Citada, a Assessoria de Imprensa da SPTrans ao ser procurada pela redação respondeu:
A SPTrans informa que a programação da oferta do transporte público considera a demanda de passageiros transportados por linha, faixa horária e sentido de operação, o sobe e desce de passageiros, o intervalo médio entre partidas e as condições de capacidade dos veículos e frequência das partidas para atender a demanda.
Nos tempos de pandemia, a oferta do transporte tem tido como premissa a não aglomeração de passageiros nos ônibus e nos terminais. Prova disso, é que a demanda de passageiros atual está em de 33% e a quantidade de veículos em operação está na ordem de 65,51% comparado a um dia útil antes da quarentena.
A SPTrans realiza a associação dos dados de bilhetagem com os de GPS, que possibilita identificar as origens e destinos dos passageiros, avaliar o índice de ocupação das linhas, mapear os embarques e desembarques dos usuários, entre outros aspectos. Em alguns casos, são realizadas pesquisas operacionais para validar a precisão das informações geradas.
Além disso, a SPTrans monitora constantemente a operação através dos técnicos em campo, agentes de monitoramento e pelas manifestações dos usuários nas redes sociais e central 156, o que possibilita ao planejamento melhor adequar a oferta de transporte às necessidades dos passageiros.

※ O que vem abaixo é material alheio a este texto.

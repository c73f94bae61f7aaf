//! People routes.

use axum::extract::{Path, Query, State};
use axum::http::StatusCode;
use axum::response::Json;
use canvas::doc::{Person, PersonPatch};
use serde::{Deserialize, Serialize};
use uuid::Uuid;

use crate::routes::ApiError;
use crate::services::people::{self, NewPerson, PersonError, PersonMove};
use crate::state::AppState;

#[derive(Debug, Deserialize)]
pub struct ListPeopleQuery {
    pub sector_id: Option<Uuid>,
}

#[derive(Debug, Deserialize)]
pub struct PositionBody {
    pub x: f64,
    pub y: f64,
}

#[derive(Debug, Serialize)]
pub struct DeletedPerson {
    pub id: Uuid,
    pub removed_connections: Vec<Uuid>,
}

pub(crate) fn person_error_to_status(err: &PersonError) -> StatusCode {
    match err {
        PersonError::NotFound(_) => StatusCode::NOT_FOUND,
        PersonError::Locked(_) => StatusCode::CONFLICT,
        PersonError::SectorNotFound(_) | PersonError::Invalid(_) => StatusCode::BAD_REQUEST,
    }
}

fn api_error(err: PersonError) -> ApiError {
    ApiError::new(person_error_to_status(&err), &err)
}

/// `GET /api/people?sector_id=` — cards in draw order.
pub async fn list_people(State(state): State<AppState>, Query(query): Query<ListPeopleQuery>) -> Json<Vec<Person>> {
    Json(people::list_people(&state, query.sector_id).await)
}

/// `POST /api/people` — create a card.
pub async fn create_person(
    State(state): State<AppState>,
    Json(body): Json<NewPerson>,
) -> Result<(StatusCode, Json<Person>), ApiError> {
    let person = people::create_person(&state, body).await.map_err(api_error)?;
    Ok((StatusCode::CREATED, Json(person)))
}

/// `GET /api/people/:id`.
pub async fn get_person(State(state): State<AppState>, Path(id): Path<Uuid>) -> Result<Json<Person>, ApiError> {
    people::get_person(&state, id).await.map(Json).map_err(api_error)
}

/// `PATCH /api/people/:id` — sparse edit.
pub async fn patch_person(
    State(state): State<AppState>,
    Path(id): Path<Uuid>,
    Json(patch): Json<PersonPatch>,
) -> Result<Json<Person>, ApiError> {
    people::update_person(&state, id, patch).await.map(Json).map_err(api_error)
}

/// `PUT /api/people/:id/position` — drag update, persisted after the debounce window.
pub async fn move_person(
    State(state): State<AppState>,
    Path(id): Path<Uuid>,
    Json(body): Json<PositionBody>,
) -> Result<Json<Person>, ApiError> {
    people::move_person(&state, id, body.x, body.y).await.map(Json).map_err(api_error)
}

/// `PUT /api/people/positions` — multi-card drag update.
pub async fn move_people(
    State(state): State<AppState>,
    Json(moves): Json<Vec<PersonMove>>,
) -> Result<Json<Vec<Person>>, ApiError> {
    people::move_people(&state, &moves).await.map(Json).map_err(api_error)
}

/// `DELETE /api/people/:id` — delete a card and its connections.
pub async fn delete_person(State(state): State<AppState>, Path(id): Path<Uuid>) -> Result<Json<DeletedPerson>, ApiError> {
    let (person, connections) = people::delete_person(&state, id).await.map_err(api_error)?;
    Ok(Json(DeletedPerson { id: person.id, removed_connections: connections.into_iter().map(|c| c.id).collect() }))
}
//! Shared numeric constants for the canvas crate.

// ── Camera ──────────────────────────────────────────────────────

/// Smallest allowed zoom factor.
pub const ZOOM_MIN: f64 = 0.5;

/// Largest allowed zoom factor.
pub const ZOOM_MAX: f64 = 2.0;

/// Zoom increment for buttons, keys, and ctrl+wheel.
pub const ZOOM_STEP: f64 = 0.1;

// ── Cards ───────────────────────────────────────────────────────

/// Small card width and height in world units.
pub const CARD_SMALL: (f64, f64) = (160.0, 64.0);

/// Medium card width and height in world units.
pub const CARD_MEDIUM: (f64, f64) = (224.0, 96.0);

/// Large card width and height in world units.
pub const CARD_LARGE: (f64, f64) = (288.0, 128.0);

/// Card height when the chart is shown collapsed (title only).
pub const COLLAPSED_CARD_HEIGHT: f64 = 40.0;

/// Fallback card color.
pub const DEFAULT_CARD_COLOR: &str = "#3B82F6";

// ── Decorative lines ────────────────────────────────────────────

/// Fallback decorative line color.
pub const DEFAULT_LINE_COLOR: &str = "#64748B";

/// Fallback decorative line stroke width.
pub const DEFAULT_LINE_STROKE_WIDTH: f64 = 2.0;

// ── Hit-testing ─────────────────────────────────────────────────

/// Screen-space radius of the left/right connection ports.
pub const PORT_RADIUS_PX: f64 = 10.0;

/// Screen-space slop around a decorative line body.
pub const LINE_HIT_SLOP_PX: f64 = 10.0;

/// Screen-space radius of a selected line's endpoint handles.
pub const LINE_HANDLE_RADIUS_PX: f64 = 8.0;

/// Pointer travel in screen pixels below which a press counts as a click.
pub const DRAG_THRESHOLD_PX: f64 = 3.0;
//! Decorative line routes.

use axum::extract::{Path, State};
use axum::http::StatusCode;
use axum::response::Json;
use canvas::doc::{DecorativeLine, LinePatch};
use uuid::Uuid;

use crate::routes::ApiError;
use crate::services::lines::{self, LineError, NewLine};
use crate::state::AppState;

pub(crate) fn line_error_to_status(err: &LineError) -> StatusCode {
    match err {
        LineError::NotFound(_) => StatusCode::NOT_FOUND,
        LineError::Invalid(_) => StatusCode::BAD_REQUEST,
    }
}

fn api_error(err: LineError) -> ApiError {
    ApiError::new(line_error_to_status(&err), &err)
}

/// `GET /api/lines`.
pub async fn list_lines(State(state): State<AppState>) -> Json<Vec<DecorativeLine>> {
    Json(lines::list_lines(&state).await)
}

/// `POST /api/lines`.
pub async fn create_line(
    State(state): State<AppState>,
    Json(body): Json<NewLine>,
) -> Result<(StatusCode, Json<DecorativeLine>), ApiError> {
    let line = lines::create_line(&state, body).await.map_err(api_error)?;
    Ok((StatusCode::CREATED, Json(line)))
}

/// `PATCH /api/lines/:id` — move endpoints or restyle.
pub async fn patch_line(
    State(state): State<AppState>,
    Path(id): Path<Uuid>,
    Json(patch): Json<LinePatch>,
) -> Result<Json<DecorativeLine>, ApiError> {
    lines::update_line(&state, id, patch).await.map(Json).map_err(api_error)
}

/// `DELETE /api/lines/:id`.
pub async fn delete_line(State(state): State<AppState>, Path(id): Path<Uuid>) -> Result<StatusCode, ApiError> {
    lines::delete_line(&state, id).await.map_err(api_error)?;
    Ok(StatusCode::NO_CONTENT)
}
mod config;
mod db;
mod routes;
mod services;
mod state;

use tracing::info;

#[tokio::main]
async fn main() -> Result<(), Box<dyn std::error::Error>> {
    tracing_subscriber::fmt::init();

    let config = config::AppConfig::from_env()?;
    let pool = db::init_pool(&config.database_url, config.db_max_connections).await?;

    let doc = db::hydrate_chart(&pool).await?;
    info!(
        people = doc.people_len(),
        connections = doc.connections_len(),
        "chart hydrated"
    );

    let port = config.port;
    let state = state::AppState::new(pool, doc, config);

    // Spawn background write-back task.
    let (stop_tx, stop_rx) = tokio::sync::watch::channel(false);
    let persistence = services::persistence::spawn_persistence_task(state.clone(), stop_rx);

    let app = routes::app(state.clone());
    let listener = tokio::net::TcpListener::bind(format!("0.0.0.0:{port}")).await?;

    info!(%port, "organogram listening");
    axum::serve(listener, app)
        .with_graceful_shutdown(shutdown_signal())
        .await?;

    // Let an in-flight flush commit before draining what is left.
    if stop_tx.send(true).is_err() {
        tracing::warn!("write-back task already stopped");
    }
    if let Err(e) = persistence.await {
        tracing::error!(error = %e, "write-back task failed");
    }
    let flushed = services::persistence::flush_now(&state).await;
    info!(flushed, "pending writes flushed; shutting down");
    Ok(())
}

async fn shutdown_signal() {
    if let Err(e) = tokio::signal::ctrl_c().await {
        tracing::error!(error = %e, "failed to listen for ctrl-c");
    }
}
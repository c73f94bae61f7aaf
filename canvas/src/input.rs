//! Input model: tools, modifier keys, mouse buttons, and the gesture state machine.
//!
//! This module defines the types consumed by the input engine. `Tool` and
//! `Modifiers` capture the user's intent at the time of a pointer event.
//! `InputState` is the active gesture being tracked between pointer-down and
//! pointer-up, carrying all context needed to compute deltas and emit final
//! chart mutations on release.

#[cfg(test)]
#[path = "input_test.rs"]
mod input_test;

use std::collections::HashSet;

use crate::camera::Point;
use crate::doc::{LineId, PersonId, SectorId};
use crate::hit::{HitOptions, LineEnd, Rect};

/// Which tool is currently active.
#[derive(Debug, Clone, Copy, PartialEq, Eq, Default)]
pub enum Tool {
    /// Select, drag, and pan (default). Connections start from card ports.
    #[default]
    Select,
    /// Pressing anywhere on a card starts a connection.
    Connect,
    /// Drag on empty canvas to draw a decorative line.
    Line,
}

/// Keyboard/mouse modifier keys held during an event.
#[allow(clippy::struct_excessive_bools)]
#[derive(Debug, Clone, Copy, Default)]
pub struct Modifiers {
    pub shift: bool,
    pub ctrl: bool,
    pub alt: bool,
    pub meta: bool,
}

impl Modifiers {
    /// Ctrl on Linux/Windows, Cmd on macOS.
    #[must_use]
    pub fn command(self) -> bool {
        self.ctrl || self.meta
    }
}

/// Mouse button identifier.
#[derive(Debug, Clone, Copy, PartialEq, Eq)]
pub enum Button {
    Primary,
    Middle,
    Secondary,
}

/// A keyboard key as reported by the browser (e.g. `"Delete"`, `"Escape"`).
#[derive(Debug, Clone, PartialEq, Eq)]
pub struct Key(pub String);

/// Wheel / trackpad scroll delta in pixels (positive `dy` = down).
#[derive(Debug, Clone, Copy)]
pub struct WheelDelta {
    pub dx: f64,
    pub dy: f64,
}

/// Persistent UI state visible to the renderer.
#[derive(Debug, Clone, Default)]
pub struct UiState {
    pub tool: Tool,
    /// Selected cards.
    pub selection: HashSet<PersonId>,
    /// Selected decorative line. Cards and a line are never selected together.
    pub selected_line: Option<LineId>,
    /// Show every card collapsed to its title.
    pub collapsed: bool,
    /// Only cards in this sector are shown and interactive.
    pub sector_filter: Option<SectorId>,
}

impl UiState {
    #[must_use]
    pub fn hit_options(&self) -> HitOptions {
        HitOptions {
            collapsed: self.collapsed,
            sector_filter: self.sector_filter,
            selected_line: self.selected_line,
        }
    }

    /// Replace the card selection and drop any line selection.
    pub fn select_only(&mut self, id: PersonId) {
        self.selection.clear();
        self.selection.insert(id);
        self.selected_line = None;
    }

    /// Whether anything at all is selected.
    #[must_use]
    pub fn has_selection(&self) -> bool {
        !self.selection.is_empty() || self.selected_line.is_some()
    }

    pub fn clear_selection(&mut self) {
        self.selection.clear();
        self.selected_line = None;
    }
}

/// Internal state for the input state machine.
#[derive(Debug, Clone, Default)]
pub enum InputState {
    /// No gesture in progress.
    #[default]
    Idle,
    /// Dragging the canvas. Pan is `start_pan + (screen - start_screen)`.
    Panning { start_screen: Point, start_pan: Point },
    /// Moving one or more cards. Each card lands at `origin + (world - start_world)`.
    DraggingCards {
        /// Card under the pointer at press time. A click without travel
        /// narrows a multi-selection to this card on release.
        pressed: PersonId,
        start_screen: Point,
        start_world: Point,
        /// Unlocked cards being moved and their centers at press time.
        origins: Vec<(PersonId, Point)>,
        /// Set once the pointer travels past the click threshold.
        moved: bool,
    },
    /// Rubber-band selection rectangle.
    BoxSelecting {
        start_world: Point,
        current_world: Point,
        /// Ctrl/Cmd held at press: add to the existing selection.
        additive: bool,
    },
    /// Dragging a new connector from a card.
    Connecting {
        from: PersonId,
        cursor_world: Point,
        /// Released over the source card: the next click on another card completes the edge.
        armed: bool,
    },
    /// Drawing a new decorative line.
    DrawingLine { start_world: Point, current_world: Point },
    /// Moving one endpoint of a decorative line.
    DraggingLineEndpoint { id: LineId, end: LineEnd },
    /// Moving a whole decorative line.
    DraggingLine {
        id: LineId,
        start_world: Point,
        orig_start: Point,
        orig_end: Point,
    },
}

impl InputState {
    /// The rubber-band rectangle while box-selecting.
    #[must_use]
    pub fn selection_rect(&self) -> Option<Rect> {
        match self {
            Self::BoxSelecting { start_world, current_world, .. } => Some(Rect::from_corners(*start_world, *current_world)),
            _ => None,
        }
    }

    /// Source card and cursor while a connector is being dragged.
    #[must_use]
    pub fn pending_connection(&self) -> Option<(PersonId, Point)> {
        match self {
            Self::Connecting { from, cursor_world, .. } => Some((*from, *cursor_world)),
            _ => None,
        }
    }

    #[must_use]
    pub fn is_idle(&self) -> bool {
        matches!(self, Self::Idle)
    }
}
//! Whole-chart snapshot, used by clients on load.

use axum::extract::State;
use axum::response::Json;
use canvas::doc::ChartSnapshot;

use crate::state::AppState;

/// `GET /api/chart` — every person, connection, sector, and line.
pub async fn get_chart(State(state): State<AppState>) -> Json<ChartSnapshot> {
    let chart = state.chart.read().await;
    Json(chart.doc.snapshot())
}
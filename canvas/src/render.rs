//! Rendering: builds a display list for the host to draw.
//!
//! The host draws cards, connectors, and lines with SVG/DOM, so this module
//! produces plain data (rectangles, SVG path strings, arrowhead triangles)
//! instead of touching a drawing context. It reads document, camera, and UI
//! state and never mutates them.
//!
//! Connectors are cubic Beziers with horizontal tangents. The source end
//! leaves from the right port when the target lies to the right and from the
//! left port otherwise; the target end mirrors it.

#[cfg(test)]
#[path = "render_test.rs"]
mod render_test;

use std::f64::consts::PI;

use serde::Serialize;

use crate::camera::{Camera, Point};
use crate::doc::{ChartDoc, Connection, ConnectionId, LineId, Person, PersonId, matches_sector};
use crate::hit::{Anchor, Rect, anchor_point, card_rect};
use crate::input::{InputState, UiState};

/// Arrowhead length in world units.
const ARROW_SIZE: f64 = 10.0;

/// Arrowhead half-angle in radians (~30°).
const ARROW_ANGLE: f64 = PI / 6.0;

/// Cubic Bezier segment in world coordinates.
#[derive(Debug, Clone, Copy, PartialEq, Serialize)]
pub struct CubicBezier {
    pub from: Point,
    pub c1: Point,
    pub c2: Point,
    pub to: Point,
}

impl CubicBezier {
    /// Curve with both control points on the vertical through the midpoint,
    /// so it leaves and enters horizontally.
    #[must_use]
    pub fn horizontal(from: Point, to: Point) -> Self {
        let mid_x = (from.x + to.x) / 2.0;
        Self {
            from,
            c1: Point::new(mid_x, from.y),
            c2: Point::new(mid_x, to.y),
            to,
        }
    }

    /// SVG path data: `M fx fy C c1x c1y, c2x c2y, tx ty`.
    #[must_use]
    pub fn to_svg_path(&self) -> String {
        format!(
            "M {} {} C {} {}, {} {}, {} {}",
            self.from.x, self.from.y, self.c1.x, self.c1.y, self.c2.x, self.c2.y, self.to.x, self.to.y
        )
    }

    /// Point on the curve at parameter `t` in `[0, 1]`.
    #[must_use]
    pub fn point_at(&self, t: f64) -> Point {
        let u = 1.0 - t;
        let (a, b, c, d) = (u * u * u, 3.0 * u * u * t, 3.0 * u * t * t, t * t * t);
        Point::new(
            a * self.from.x + b * self.c1.x + c * self.c2.x + d * self.to.x,
            a * self.from.y + b * self.c1.y + c * self.c2.y + d * self.to.y,
        )
    }

    /// Direction of travel at the end of the curve, in radians.
    ///
    /// Falls back to the chord direction when the end tangent degenerates
    /// (source and target stacked vertically).
    #[must_use]
    pub fn end_angle(&self) -> f64 {
        let (dx, dy) = (self.to.x - self.c2.x, self.to.y - self.c2.y);
        if dx.abs() < f64::EPSILON && dy.abs() < f64::EPSILON {
            return (self.to.y - self.from.y).atan2(self.to.x - self.from.x);
        }
        dy.atan2(dx)
    }
}

/// Triangle for an arrowhead whose tip sits at `tip`, pointing along `angle`.
#[must_use]
pub fn arrowhead(tip: Point, angle: f64) -> [Point; 3] {
    [
        tip,
        Point::new(tip.x - ARROW_SIZE * (angle - ARROW_ANGLE).cos(), tip.y - ARROW_SIZE * (angle - ARROW_ANGLE).sin()),
        Point::new(tip.x - ARROW_SIZE * (angle + ARROW_ANGLE).cos(), tip.y - ARROW_SIZE * (angle + ARROW_ANGLE).sin()),
    ]
}

/// Port positions for a directed edge: right-to-left when the target is to
/// the right of the source, left-to-right otherwise.
#[must_use]
pub fn connection_endpoints(from: &Person, to: &Person) -> (Point, Point) {
    if to.position_x > from.position_x {
        (anchor_point(from, Anchor::Right), anchor_point(to, Anchor::Left))
    } else {
        (anchor_point(from, Anchor::Left), anchor_point(to, Anchor::Right))
    }
}

/// Curve for an edge between two cards.
#[must_use]
pub fn connection_curve(from: &Person, to: &Person) -> CubicBezier {
    let (a, b) = connection_endpoints(from, to);
    CubicBezier::horizontal(a, b)
}

/// SVG path for a stored connection. `None` when either card is missing.
#[must_use]
pub fn connection_path(doc: &ChartDoc, conn: &Connection) -> Option<String> {
    let from = doc.person(&conn.from_person_id)?;
    let to = doc.person(&conn.to_person_id)?;
    Some(connection_curve(from, to).to_svg_path())
}

/// Temporary connector from the source card's right port to the cursor.
#[must_use]
pub fn pending_connection_curve(from: &Person, cursor: Point) -> CubicBezier {
    CubicBezier::horizontal(anchor_point(from, Anchor::Right), cursor)
}

// =============================================================
// Display list
// =============================================================

#[derive(Debug, Clone, PartialEq, Serialize)]
pub struct CardShape {
    pub id: PersonId,
    pub rect: RectShape,
    pub name: String,
    /// Hidden when collapsed.
    pub subtitle: Option<String>,
    pub color: String,
    pub filled: bool,
    pub locked: bool,
    pub selected: bool,
}

#[derive(Debug, Clone, PartialEq, Serialize)]
pub struct ConnectorShape {
    /// `None` for the in-progress connector.
    pub id: Option<ConnectionId>,
    pub path: String,
    pub arrow: [Point; 3],
}

#[derive(Debug, Clone, PartialEq, Serialize)]
pub struct LineShape {
    pub id: LineId,
    pub start: Point,
    pub end: Point,
    pub color: String,
    pub stroke_width: f64,
    pub selected: bool,
}

/// Serializable rectangle as `x, y, width, height`.
#[derive(Debug, Clone, Copy, PartialEq, Serialize)]
pub struct RectShape {
    pub x: f64,
    pub y: f64,
    pub width: f64,
    pub height: f64,
}

impl From<Rect> for RectShape {
    fn from(r: Rect) -> Self {
        Self { x: r.min_x, y: r.min_y, width: r.width(), height: r.height() }
    }
}

/// Everything the host needs to draw one frame, bottom layer first.
#[derive(Debug, Clone, PartialEq, Serialize)]
pub struct Scene {
    pub camera: Camera,
    pub lines: Vec<LineShape>,
    pub connectors: Vec<ConnectorShape>,
    pub pending_connector: Option<ConnectorShape>,
    pub cards: Vec<CardShape>,
    pub selection_box: Option<RectShape>,
}

fn connector_shape(id: Option<ConnectionId>, curve: &CubicBezier) -> ConnectorShape {
    ConnectorShape { id, path: curve.to_svg_path(), arrow: arrowhead(curve.to, curve.end_angle()) }
}

/// Build the display list for the current state.
///
/// Cards outside the sector filter are skipped, along with every connector
/// touching them.
#[must_use]
pub fn build_scene(doc: &ChartDoc, camera: &Camera, ui: &UiState, input: &InputState) -> Scene {
    let visible = |id: &PersonId| doc.person(id).filter(|p| matches_sector(p, ui.sector_filter));

    let lines = doc
        .lines_sorted()
        .into_iter()
        .map(|l| LineShape {
            id: l.id,
            start: Point::new(l.start_x, l.start_y),
            end: Point::new(l.end_x, l.end_y),
            color: l.color.clone(),
            stroke_width: l.stroke_width,
            selected: ui.selected_line == Some(l.id),
        })
        .collect();

    let connectors = doc
        .connections_sorted()
        .into_iter()
        .filter_map(|c| {
            let from = visible(&c.from_person_id)?;
            let to = visible(&c.to_person_id)?;
            Some(connector_shape(Some(c.id), &connection_curve(from, to)))
        })
        .collect();

    let pending_connector = input
        .pending_connection()
        .and_then(|(from, cursor)| visible(&from).map(|p| connector_shape(None, &pending_connection_curve(p, cursor))));

    let cards = doc
        .people_in_sector(ui.sector_filter)
        .into_iter()
        .map(|p| CardShape {
            id: p.id,
            rect: card_rect(p, ui.collapsed).into(),
            name: p.name.clone(),
            subtitle: (!ui.collapsed).then(|| p.sector.clone()),
            color: p.color.clone(),
            filled: p.fill_card,
            locked: p.locked,
            selected: ui.selection.contains(&p.id),
        })
        .collect();

    Scene {
        camera: *camera,
        lines,
        connectors,
        pending_connector,
        cards,
        selection_box: input.selection_rect().map(RectShape::from),
    }
}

Durante esta quarentena, o monitoramento da movimentação de passageiros possibilita a SPTrans fazer ajustes nas linhas quanto aos horários e à frota, quando constatada a necessidade. As equipes de fiscalização são enviadas para determinar as medidas que podem ser adotadas para cada uma.
Esse acompanhamento serviu de base para a adequação da oferta de ônibus à demanda de passageiros em diversos momentos da pandemia, que foram definidas após uma análise realizada pelos técnicos da SPTrans.
A Secretaria de Mobilidade e Transportes, por meio da SPTrans, está empenhada na modernização da gestão do sistema de transporte coletivo na cidade de São Paulo e decidiu renovar a plataforma para viabilização dos novos sistemas embarcados, de monitoramento e gestão da frota de ônibus. A nova ferramenta irá possibilitar a SPTrans aprimorar a capacidade de planejar, controlar, fiscalizar, medir e realizar intervenções sobre a operação, dar informações aos usuários do transporte, gerir crises de todo o Sistema de Transporte, concentrando todos os dados em uma única plataforma.
As funcionalidades desenvolvidas nos sistemas computacionais deverão permitir flexibilidade para o trabalho ser realizado em diferentes configurações, oferecendo a SMT e a SPTrans uma poderosa ferramenta para a gestão do Serviço de Transporte Coletivo Urbano da capital paulista.
Vale ressaltar que os projetos previstos na parceria com o Governo Britânico estão em fase de elaboração.